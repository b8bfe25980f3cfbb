use std::collections::HashMap;
use std::sync::RwLock;

use chrono::NaiveDate;
use docket_types::{Artefact, ArtefactId, ArtefactIdentity, LocationId};

use crate::error::{StoreError, StoreResult};
use crate::traits::ArtefactStore;

#[derive(Default)]
struct Tables {
    live: HashMap<ArtefactId, Artefact>,
    /// Secondary index enforcing the one-live-artefact-per-tuple invariant.
    identity_index: HashMap<ArtefactIdentity, ArtefactId>,
    archive: HashMap<ArtefactId, Artefact>,
}

/// In-memory artefact store for tests and embedding.
///
/// Live and archive tables are held in `HashMap`s behind a single `RwLock`,
/// so a `save` checks and updates the identity index atomically — the same
/// guarantee a relational unique constraint gives the production backend.
pub struct InMemoryArtefactStore {
    tables: RwLock<Tables>,
}

impl InMemoryArtefactStore {
    /// Create a new empty store.
    pub fn new() -> Self {
        Self {
            tables: RwLock::new(Tables::default()),
        }
    }

    /// Number of live rows.
    pub fn live_count(&self) -> usize {
        self.tables.read().expect("lock poisoned").live.len()
    }

    /// Number of archived rows.
    pub fn archived_count(&self) -> usize {
        self.tables.read().expect("lock poisoned").archive.len()
    }

    /// Returns `true` if both tables are empty.
    pub fn is_empty(&self) -> bool {
        let tables = self.tables.read().expect("lock poisoned");
        tables.live.is_empty() && tables.archive.is_empty()
    }

    /// Remove all rows from both tables.
    pub fn clear(&self) {
        let mut tables = self.tables.write().expect("lock poisoned");
        tables.live.clear();
        tables.identity_index.clear();
        tables.archive.clear();
    }

    fn collect_sorted(rows: impl Iterator<Item = Artefact>) -> Vec<Artefact> {
        let mut out: Vec<Artefact> = rows.collect();
        out.sort_by_key(|a| a.artefact_id);
        out
    }
}

impl Default for InMemoryArtefactStore {
    fn default() -> Self {
        Self::new()
    }
}

impl ArtefactStore for InMemoryArtefactStore {
    fn find_by_id(&self, id: ArtefactId) -> StoreResult<Option<Artefact>> {
        let tables = self.tables.read().expect("lock poisoned");
        Ok(tables.live.get(&id).cloned())
    }

    fn find_by_identity(&self, identity: &ArtefactIdentity) -> StoreResult<Option<Artefact>> {
        let tables = self.tables.read().expect("lock poisoned");
        Ok(tables
            .identity_index
            .get(identity)
            .and_then(|id| tables.live.get(id))
            .cloned())
    }

    fn save(&self, artefact: &Artefact) -> StoreResult<()> {
        let mut tables = self.tables.write().expect("lock poisoned");
        let identity = artefact.identity();

        if let Some(&owner) = tables.identity_index.get(&identity) {
            if owner != artefact.artefact_id {
                return Err(StoreError::IdentityConflict {
                    identity: Box::new(identity),
                    existing: owner,
                });
            }
        }

        // Replacing an existing row: drop its old index entry in case the
        // tuple changed between writes.
        if let Some(previous) = tables.live.insert(artefact.artefact_id, artefact.clone()) {
            let old_identity = previous.identity();
            if old_identity != identity {
                tables.identity_index.remove(&old_identity);
            }
        }
        tables.identity_index.insert(identity, artefact.artefact_id);
        Ok(())
    }

    fn delete(&self, id: ArtefactId) -> StoreResult<bool> {
        let mut tables = self.tables.write().expect("lock poisoned");
        match tables.live.remove(&id) {
            Some(row) => {
                tables.identity_index.remove(&row.identity());
                Ok(true)
            }
            None => Ok(false),
        }
    }

    fn archive(&self, id: ArtefactId) -> StoreResult<()> {
        let mut tables = self.tables.write().expect("lock poisoned");
        let row = tables.live.remove(&id).ok_or(StoreError::NotFound(id))?;
        tables.identity_index.remove(&row.identity());
        tables.archive.insert(id, row);
        Ok(())
    }

    fn find_outdated(&self, today: NaiveDate) -> StoreResult<Vec<Artefact>> {
        let tables = self.tables.read().expect("lock poisoned");
        Ok(Self::collect_sorted(
            tables
                .live
                .values()
                .filter(|a| a.is_expired(today))
                .cloned(),
        ))
    }

    fn find_by_display_from(&self, date: NaiveDate) -> StoreResult<Vec<Artefact>> {
        let tables = self.tables.read().expect("lock poisoned");
        Ok(Self::collect_sorted(
            tables
                .live
                .values()
                .filter(|a| a.display_from.date_naive() == date)
                .cloned(),
        ))
    }

    fn find_all_no_match(&self) -> StoreResult<Vec<Artefact>> {
        let tables = self.tables.read().expect("lock poisoned");
        Ok(Self::collect_sorted(
            tables
                .live
                .values()
                .filter(|a| a.location_id.is_no_match())
                .cloned(),
        ))
    }

    fn find_active_for_location(
        &self,
        today: NaiveDate,
        location: LocationId,
    ) -> StoreResult<Vec<Artefact>> {
        let tables = self.tables.read().expect("lock poisoned");
        Ok(Self::collect_sorted(
            tables
                .live
                .values()
                .filter(|a| a.location_id == location && a.is_trigger_eligible(today))
                .cloned(),
        ))
    }

    fn find_all_by_location_ids(&self, locations: &[LocationId]) -> StoreResult<Vec<Artefact>> {
        let tables = self.tables.read().expect("lock poisoned");
        Ok(Self::collect_sorted(
            tables
                .live
                .values()
                .filter(|a| locations.contains(&a.location_id))
                .cloned(),
        ))
    }

    fn archived(&self, id: ArtefactId) -> StoreResult<Option<Artefact>> {
        let tables = self.tables.read().expect("lock poisoned");
        Ok(tables.archive.get(&id).cloned())
    }

    fn all_archived(&self) -> StoreResult<Vec<Artefact>> {
        let tables = self.tables.read().expect("lock poisoned");
        Ok(Self::collect_sorted(tables.archive.values().cloned()))
    }
}

impl std::fmt::Debug for InMemoryArtefactStore {
    fn fmt(&self, f: &mut std::fmt::Formatter<'_>) -> std::fmt::Result {
        let tables = self.tables.read().expect("lock poisoned");
        f.debug_struct("InMemoryArtefactStore")
            .field("live", &tables.live.len())
            .field("archived", &tables.archive.len())
            .finish()
    }
}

--*--

There is a line with "tables are empty." and a line with "pub fn clear(&self)" above. Copy exactly those two lines and all lines between them, with nothing else.

▸ **Answer box**:
    /// Returns `true` if both tables are empty.
    pub fn is_empty(&self) -> bool {
        let tables = self.tables.read().expect("lock poisoned");
        tables.live.is_empty() && tables.archive.is_empty()
    }

    /// Remove all rows from both tables.
    pub fn clear(&self) {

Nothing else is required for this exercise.